- [What the exercise asks]: From the data below, please reproduce exactly everything from the line that contains "let app_err: AppError" down to the line that contains "let not_found = AppError::Network(NetworkError::HttpStatus", with both ends included.

- [Provided entries]:
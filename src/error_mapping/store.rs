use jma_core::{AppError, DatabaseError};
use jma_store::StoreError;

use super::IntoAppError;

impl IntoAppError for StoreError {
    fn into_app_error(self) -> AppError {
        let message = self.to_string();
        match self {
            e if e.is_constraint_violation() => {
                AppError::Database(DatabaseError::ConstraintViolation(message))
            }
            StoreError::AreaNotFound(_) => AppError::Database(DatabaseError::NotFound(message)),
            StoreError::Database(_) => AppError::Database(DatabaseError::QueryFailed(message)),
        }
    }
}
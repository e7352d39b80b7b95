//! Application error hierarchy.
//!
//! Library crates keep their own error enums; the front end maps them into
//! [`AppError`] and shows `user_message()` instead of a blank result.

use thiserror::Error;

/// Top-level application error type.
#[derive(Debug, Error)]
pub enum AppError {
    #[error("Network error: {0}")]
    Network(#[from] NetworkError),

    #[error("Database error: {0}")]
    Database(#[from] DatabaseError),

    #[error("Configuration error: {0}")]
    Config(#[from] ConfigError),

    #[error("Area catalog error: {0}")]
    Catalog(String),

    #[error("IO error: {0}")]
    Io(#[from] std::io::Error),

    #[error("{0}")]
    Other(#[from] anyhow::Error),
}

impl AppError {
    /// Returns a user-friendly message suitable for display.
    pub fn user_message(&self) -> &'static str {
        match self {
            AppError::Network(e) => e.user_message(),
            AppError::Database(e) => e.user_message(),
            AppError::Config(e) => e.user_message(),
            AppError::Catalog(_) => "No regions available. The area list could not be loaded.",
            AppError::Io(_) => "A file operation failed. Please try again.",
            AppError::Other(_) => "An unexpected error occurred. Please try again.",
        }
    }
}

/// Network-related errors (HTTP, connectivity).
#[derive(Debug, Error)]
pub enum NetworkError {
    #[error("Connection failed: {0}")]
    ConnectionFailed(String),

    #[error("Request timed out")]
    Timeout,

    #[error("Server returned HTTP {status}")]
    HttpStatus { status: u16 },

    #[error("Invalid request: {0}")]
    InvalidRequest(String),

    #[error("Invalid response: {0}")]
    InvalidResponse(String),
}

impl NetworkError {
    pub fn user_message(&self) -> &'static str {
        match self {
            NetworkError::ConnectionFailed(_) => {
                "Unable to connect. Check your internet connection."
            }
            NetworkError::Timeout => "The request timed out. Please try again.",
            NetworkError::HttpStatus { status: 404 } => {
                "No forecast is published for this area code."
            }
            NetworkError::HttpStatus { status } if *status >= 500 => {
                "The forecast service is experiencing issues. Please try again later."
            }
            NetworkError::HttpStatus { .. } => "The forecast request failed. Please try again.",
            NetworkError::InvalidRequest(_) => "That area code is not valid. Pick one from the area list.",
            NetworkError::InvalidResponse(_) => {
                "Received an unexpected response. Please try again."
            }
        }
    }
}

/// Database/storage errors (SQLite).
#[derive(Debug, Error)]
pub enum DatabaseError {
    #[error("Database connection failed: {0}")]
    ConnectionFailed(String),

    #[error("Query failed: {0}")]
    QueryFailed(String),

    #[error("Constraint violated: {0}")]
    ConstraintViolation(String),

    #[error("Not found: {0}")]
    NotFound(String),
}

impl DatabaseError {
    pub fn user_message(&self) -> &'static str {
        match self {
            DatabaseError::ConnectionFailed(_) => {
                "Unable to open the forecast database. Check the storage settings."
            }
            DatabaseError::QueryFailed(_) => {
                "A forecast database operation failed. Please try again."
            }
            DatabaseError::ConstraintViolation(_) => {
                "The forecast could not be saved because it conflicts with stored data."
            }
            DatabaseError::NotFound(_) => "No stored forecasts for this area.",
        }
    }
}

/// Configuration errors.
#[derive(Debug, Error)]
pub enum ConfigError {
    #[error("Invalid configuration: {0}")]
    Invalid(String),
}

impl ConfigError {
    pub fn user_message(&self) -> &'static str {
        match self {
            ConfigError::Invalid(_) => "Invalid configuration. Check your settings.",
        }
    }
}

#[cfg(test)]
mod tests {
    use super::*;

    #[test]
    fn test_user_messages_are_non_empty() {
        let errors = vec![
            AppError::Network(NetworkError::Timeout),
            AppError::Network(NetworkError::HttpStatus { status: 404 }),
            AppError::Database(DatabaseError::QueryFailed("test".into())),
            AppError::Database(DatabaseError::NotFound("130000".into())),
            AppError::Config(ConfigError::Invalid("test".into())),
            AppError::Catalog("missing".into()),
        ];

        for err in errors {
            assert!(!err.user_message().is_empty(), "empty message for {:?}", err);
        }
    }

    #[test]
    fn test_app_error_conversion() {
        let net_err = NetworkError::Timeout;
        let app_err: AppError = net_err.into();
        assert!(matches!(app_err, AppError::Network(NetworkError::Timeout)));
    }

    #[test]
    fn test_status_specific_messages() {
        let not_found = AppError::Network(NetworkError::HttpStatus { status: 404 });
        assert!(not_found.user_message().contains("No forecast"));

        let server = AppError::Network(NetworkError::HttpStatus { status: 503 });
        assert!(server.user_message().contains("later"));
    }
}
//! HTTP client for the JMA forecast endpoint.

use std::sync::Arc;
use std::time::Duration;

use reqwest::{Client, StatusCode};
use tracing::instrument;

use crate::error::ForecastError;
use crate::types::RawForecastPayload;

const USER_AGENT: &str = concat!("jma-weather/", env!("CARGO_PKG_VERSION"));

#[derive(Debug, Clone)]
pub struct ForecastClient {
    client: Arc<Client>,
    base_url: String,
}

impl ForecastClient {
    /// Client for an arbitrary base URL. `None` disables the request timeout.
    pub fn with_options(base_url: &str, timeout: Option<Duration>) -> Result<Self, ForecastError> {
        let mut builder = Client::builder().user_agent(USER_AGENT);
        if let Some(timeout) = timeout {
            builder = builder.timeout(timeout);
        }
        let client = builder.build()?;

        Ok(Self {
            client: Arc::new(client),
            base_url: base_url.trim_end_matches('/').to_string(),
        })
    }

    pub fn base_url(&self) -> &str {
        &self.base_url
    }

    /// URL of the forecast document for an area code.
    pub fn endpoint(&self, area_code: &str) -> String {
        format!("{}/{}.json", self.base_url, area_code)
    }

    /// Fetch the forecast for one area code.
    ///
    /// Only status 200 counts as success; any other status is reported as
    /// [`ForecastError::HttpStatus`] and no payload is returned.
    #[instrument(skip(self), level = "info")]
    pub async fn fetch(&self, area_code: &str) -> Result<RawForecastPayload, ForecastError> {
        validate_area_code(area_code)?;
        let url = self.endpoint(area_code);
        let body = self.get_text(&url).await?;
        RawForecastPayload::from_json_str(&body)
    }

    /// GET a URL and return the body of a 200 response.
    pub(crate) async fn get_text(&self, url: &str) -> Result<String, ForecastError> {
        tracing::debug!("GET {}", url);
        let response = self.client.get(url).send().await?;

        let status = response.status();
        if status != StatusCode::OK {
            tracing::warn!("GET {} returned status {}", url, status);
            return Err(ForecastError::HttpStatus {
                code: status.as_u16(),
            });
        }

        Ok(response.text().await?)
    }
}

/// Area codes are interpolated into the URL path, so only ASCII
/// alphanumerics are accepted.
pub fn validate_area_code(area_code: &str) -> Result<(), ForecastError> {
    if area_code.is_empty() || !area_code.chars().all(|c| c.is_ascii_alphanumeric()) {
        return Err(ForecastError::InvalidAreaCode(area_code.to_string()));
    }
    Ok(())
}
--
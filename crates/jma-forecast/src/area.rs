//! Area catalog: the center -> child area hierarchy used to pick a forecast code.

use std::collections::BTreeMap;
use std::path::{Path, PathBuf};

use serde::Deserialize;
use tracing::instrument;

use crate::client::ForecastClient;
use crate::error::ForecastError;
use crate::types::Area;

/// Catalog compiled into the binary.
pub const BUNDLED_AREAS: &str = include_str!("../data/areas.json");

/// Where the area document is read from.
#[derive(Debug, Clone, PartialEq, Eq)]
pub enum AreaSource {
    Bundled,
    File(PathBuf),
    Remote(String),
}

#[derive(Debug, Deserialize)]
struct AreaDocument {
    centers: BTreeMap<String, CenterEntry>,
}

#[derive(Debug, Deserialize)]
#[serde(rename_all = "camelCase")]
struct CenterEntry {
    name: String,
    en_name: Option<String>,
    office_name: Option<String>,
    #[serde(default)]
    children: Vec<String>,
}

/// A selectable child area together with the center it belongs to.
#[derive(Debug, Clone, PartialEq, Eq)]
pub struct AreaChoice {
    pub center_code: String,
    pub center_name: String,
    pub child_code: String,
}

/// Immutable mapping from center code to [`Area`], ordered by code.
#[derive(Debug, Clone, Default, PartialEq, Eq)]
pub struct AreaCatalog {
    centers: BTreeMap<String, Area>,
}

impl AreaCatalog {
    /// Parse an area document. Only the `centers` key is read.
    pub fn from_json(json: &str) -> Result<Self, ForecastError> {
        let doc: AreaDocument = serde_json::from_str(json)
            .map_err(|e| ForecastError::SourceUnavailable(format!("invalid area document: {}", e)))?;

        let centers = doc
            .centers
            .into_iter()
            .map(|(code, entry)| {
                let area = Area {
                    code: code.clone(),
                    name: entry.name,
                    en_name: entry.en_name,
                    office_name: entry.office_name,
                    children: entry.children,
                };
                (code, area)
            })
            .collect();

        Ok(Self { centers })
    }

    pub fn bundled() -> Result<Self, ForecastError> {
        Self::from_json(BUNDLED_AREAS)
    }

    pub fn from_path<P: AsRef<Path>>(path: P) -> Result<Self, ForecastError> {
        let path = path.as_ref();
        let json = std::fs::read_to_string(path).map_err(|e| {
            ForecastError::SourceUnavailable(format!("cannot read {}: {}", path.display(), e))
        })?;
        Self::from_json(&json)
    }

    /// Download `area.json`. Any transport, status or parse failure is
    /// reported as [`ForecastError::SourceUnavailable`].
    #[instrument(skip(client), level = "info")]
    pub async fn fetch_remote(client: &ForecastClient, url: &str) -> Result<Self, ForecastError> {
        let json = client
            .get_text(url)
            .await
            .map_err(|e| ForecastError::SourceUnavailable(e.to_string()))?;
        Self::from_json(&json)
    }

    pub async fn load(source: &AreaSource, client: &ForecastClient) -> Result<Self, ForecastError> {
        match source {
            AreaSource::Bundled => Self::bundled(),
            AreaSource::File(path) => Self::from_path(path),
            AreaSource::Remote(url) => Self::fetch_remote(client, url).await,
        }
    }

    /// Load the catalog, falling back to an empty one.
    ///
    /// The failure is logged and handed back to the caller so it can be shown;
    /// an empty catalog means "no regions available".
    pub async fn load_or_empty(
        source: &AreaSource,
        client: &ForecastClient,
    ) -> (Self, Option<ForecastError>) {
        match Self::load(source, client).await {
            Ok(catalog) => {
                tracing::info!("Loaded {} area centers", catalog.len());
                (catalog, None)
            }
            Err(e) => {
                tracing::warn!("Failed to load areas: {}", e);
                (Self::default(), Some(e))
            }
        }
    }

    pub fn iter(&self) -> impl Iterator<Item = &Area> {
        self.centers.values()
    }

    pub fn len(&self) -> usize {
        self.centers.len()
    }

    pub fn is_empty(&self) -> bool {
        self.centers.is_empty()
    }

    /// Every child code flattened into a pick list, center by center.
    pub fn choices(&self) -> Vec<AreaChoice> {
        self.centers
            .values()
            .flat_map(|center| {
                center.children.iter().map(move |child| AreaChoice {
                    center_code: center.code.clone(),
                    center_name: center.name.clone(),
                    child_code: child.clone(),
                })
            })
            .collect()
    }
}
==
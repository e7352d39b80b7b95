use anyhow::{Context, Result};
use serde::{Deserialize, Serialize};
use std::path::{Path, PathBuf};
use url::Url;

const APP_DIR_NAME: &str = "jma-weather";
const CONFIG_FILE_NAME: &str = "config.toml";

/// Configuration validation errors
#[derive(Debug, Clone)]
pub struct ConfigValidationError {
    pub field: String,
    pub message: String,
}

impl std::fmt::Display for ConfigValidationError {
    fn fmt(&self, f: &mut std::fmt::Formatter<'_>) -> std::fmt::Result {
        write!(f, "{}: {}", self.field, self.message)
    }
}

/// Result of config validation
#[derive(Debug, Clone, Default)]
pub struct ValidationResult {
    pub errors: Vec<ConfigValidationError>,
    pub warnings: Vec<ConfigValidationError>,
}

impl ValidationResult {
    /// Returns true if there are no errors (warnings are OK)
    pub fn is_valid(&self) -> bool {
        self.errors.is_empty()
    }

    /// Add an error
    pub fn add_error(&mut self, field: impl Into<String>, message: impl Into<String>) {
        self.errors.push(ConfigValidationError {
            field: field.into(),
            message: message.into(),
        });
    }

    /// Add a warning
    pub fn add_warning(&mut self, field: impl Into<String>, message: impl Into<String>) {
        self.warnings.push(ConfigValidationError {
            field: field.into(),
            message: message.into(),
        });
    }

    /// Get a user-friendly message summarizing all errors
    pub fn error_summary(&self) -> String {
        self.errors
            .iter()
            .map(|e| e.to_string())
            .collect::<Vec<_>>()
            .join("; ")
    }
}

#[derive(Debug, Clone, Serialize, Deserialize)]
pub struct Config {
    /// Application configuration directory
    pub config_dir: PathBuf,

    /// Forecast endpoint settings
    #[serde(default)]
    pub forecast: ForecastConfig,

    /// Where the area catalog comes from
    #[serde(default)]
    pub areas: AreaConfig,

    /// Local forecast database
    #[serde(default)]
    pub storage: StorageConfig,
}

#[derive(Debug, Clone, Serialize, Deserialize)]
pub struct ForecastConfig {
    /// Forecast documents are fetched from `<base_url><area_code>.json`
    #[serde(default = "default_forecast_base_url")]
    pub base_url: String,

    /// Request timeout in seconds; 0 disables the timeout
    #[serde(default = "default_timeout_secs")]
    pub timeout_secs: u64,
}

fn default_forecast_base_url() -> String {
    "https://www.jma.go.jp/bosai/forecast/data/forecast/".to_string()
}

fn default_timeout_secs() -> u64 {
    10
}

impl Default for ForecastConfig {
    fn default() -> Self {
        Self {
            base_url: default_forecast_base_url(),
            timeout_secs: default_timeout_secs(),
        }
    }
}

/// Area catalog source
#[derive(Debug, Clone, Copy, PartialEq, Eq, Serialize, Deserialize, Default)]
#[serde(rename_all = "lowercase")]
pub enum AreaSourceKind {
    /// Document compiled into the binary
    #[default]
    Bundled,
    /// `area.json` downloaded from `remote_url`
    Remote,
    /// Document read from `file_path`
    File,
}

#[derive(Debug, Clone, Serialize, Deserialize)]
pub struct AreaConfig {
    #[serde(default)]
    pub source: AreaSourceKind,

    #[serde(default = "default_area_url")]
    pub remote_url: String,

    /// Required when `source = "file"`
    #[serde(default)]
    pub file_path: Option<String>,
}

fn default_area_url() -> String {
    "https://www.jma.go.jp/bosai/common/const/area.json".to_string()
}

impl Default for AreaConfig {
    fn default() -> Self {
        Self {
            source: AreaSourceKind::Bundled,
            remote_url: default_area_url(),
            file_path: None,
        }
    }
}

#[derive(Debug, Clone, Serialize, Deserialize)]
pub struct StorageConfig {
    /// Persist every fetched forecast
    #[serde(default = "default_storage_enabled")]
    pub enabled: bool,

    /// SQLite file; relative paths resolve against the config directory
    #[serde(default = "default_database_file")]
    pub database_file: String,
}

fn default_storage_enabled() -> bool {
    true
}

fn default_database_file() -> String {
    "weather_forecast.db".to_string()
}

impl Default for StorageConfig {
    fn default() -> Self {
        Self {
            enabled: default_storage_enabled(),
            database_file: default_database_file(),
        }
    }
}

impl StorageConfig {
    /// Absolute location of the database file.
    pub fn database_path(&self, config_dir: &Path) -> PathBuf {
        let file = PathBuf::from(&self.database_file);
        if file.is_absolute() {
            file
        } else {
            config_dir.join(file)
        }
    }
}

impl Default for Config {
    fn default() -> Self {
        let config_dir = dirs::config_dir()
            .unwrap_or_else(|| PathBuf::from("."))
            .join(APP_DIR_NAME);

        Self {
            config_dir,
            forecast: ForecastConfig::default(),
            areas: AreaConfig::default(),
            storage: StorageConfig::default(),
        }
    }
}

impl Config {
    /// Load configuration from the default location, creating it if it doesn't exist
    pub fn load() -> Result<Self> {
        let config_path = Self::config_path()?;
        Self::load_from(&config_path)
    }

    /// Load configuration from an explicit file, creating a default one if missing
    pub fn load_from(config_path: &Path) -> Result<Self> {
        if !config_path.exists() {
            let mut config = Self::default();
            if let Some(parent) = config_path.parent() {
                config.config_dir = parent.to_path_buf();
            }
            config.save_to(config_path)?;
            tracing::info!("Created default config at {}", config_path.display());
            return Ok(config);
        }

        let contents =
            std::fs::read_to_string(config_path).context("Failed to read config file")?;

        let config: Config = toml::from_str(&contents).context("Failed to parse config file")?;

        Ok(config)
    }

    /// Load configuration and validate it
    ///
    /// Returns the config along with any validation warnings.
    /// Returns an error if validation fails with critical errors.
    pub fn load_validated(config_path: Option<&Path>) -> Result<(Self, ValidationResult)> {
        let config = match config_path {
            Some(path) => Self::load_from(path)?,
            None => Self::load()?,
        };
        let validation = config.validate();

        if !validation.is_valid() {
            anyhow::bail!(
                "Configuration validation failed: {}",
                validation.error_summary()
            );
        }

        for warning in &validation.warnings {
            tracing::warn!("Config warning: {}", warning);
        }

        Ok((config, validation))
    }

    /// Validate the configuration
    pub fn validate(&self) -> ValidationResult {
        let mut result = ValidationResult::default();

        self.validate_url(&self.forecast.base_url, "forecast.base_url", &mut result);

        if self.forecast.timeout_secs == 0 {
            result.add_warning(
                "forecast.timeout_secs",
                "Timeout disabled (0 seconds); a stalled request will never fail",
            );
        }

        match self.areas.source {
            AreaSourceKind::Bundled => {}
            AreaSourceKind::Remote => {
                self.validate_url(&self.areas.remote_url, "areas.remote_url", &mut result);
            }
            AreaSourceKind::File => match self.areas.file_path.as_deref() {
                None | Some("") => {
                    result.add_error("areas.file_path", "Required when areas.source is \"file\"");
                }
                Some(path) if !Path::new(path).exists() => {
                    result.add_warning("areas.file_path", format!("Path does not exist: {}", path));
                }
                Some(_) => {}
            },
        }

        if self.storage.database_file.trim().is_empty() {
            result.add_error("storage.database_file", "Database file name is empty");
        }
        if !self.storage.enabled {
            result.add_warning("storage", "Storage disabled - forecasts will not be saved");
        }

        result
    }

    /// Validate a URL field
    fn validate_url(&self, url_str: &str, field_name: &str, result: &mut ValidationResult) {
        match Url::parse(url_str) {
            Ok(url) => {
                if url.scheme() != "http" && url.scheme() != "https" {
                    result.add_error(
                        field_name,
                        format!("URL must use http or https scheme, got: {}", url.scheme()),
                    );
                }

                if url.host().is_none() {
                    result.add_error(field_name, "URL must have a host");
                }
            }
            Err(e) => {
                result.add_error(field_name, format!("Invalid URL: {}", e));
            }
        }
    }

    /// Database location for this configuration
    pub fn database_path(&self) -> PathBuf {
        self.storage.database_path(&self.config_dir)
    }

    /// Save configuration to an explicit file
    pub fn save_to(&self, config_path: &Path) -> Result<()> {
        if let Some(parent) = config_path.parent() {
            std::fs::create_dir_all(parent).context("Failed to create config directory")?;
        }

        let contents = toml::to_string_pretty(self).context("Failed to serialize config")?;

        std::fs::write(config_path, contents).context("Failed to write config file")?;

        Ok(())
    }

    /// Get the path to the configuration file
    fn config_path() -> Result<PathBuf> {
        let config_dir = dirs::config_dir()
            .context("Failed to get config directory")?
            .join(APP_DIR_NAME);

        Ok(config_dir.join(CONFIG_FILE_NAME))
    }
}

- [Solution for this task]:
        let app_err: AppError = net_err.into();
        assert!(matches!(app_err, AppError::Network(NetworkError::Timeout)));
    }

    #[test]
    fn test_status_specific_messages() {
        let not_found = AppError::Network(NetworkError::HttpStatus { status: 404 });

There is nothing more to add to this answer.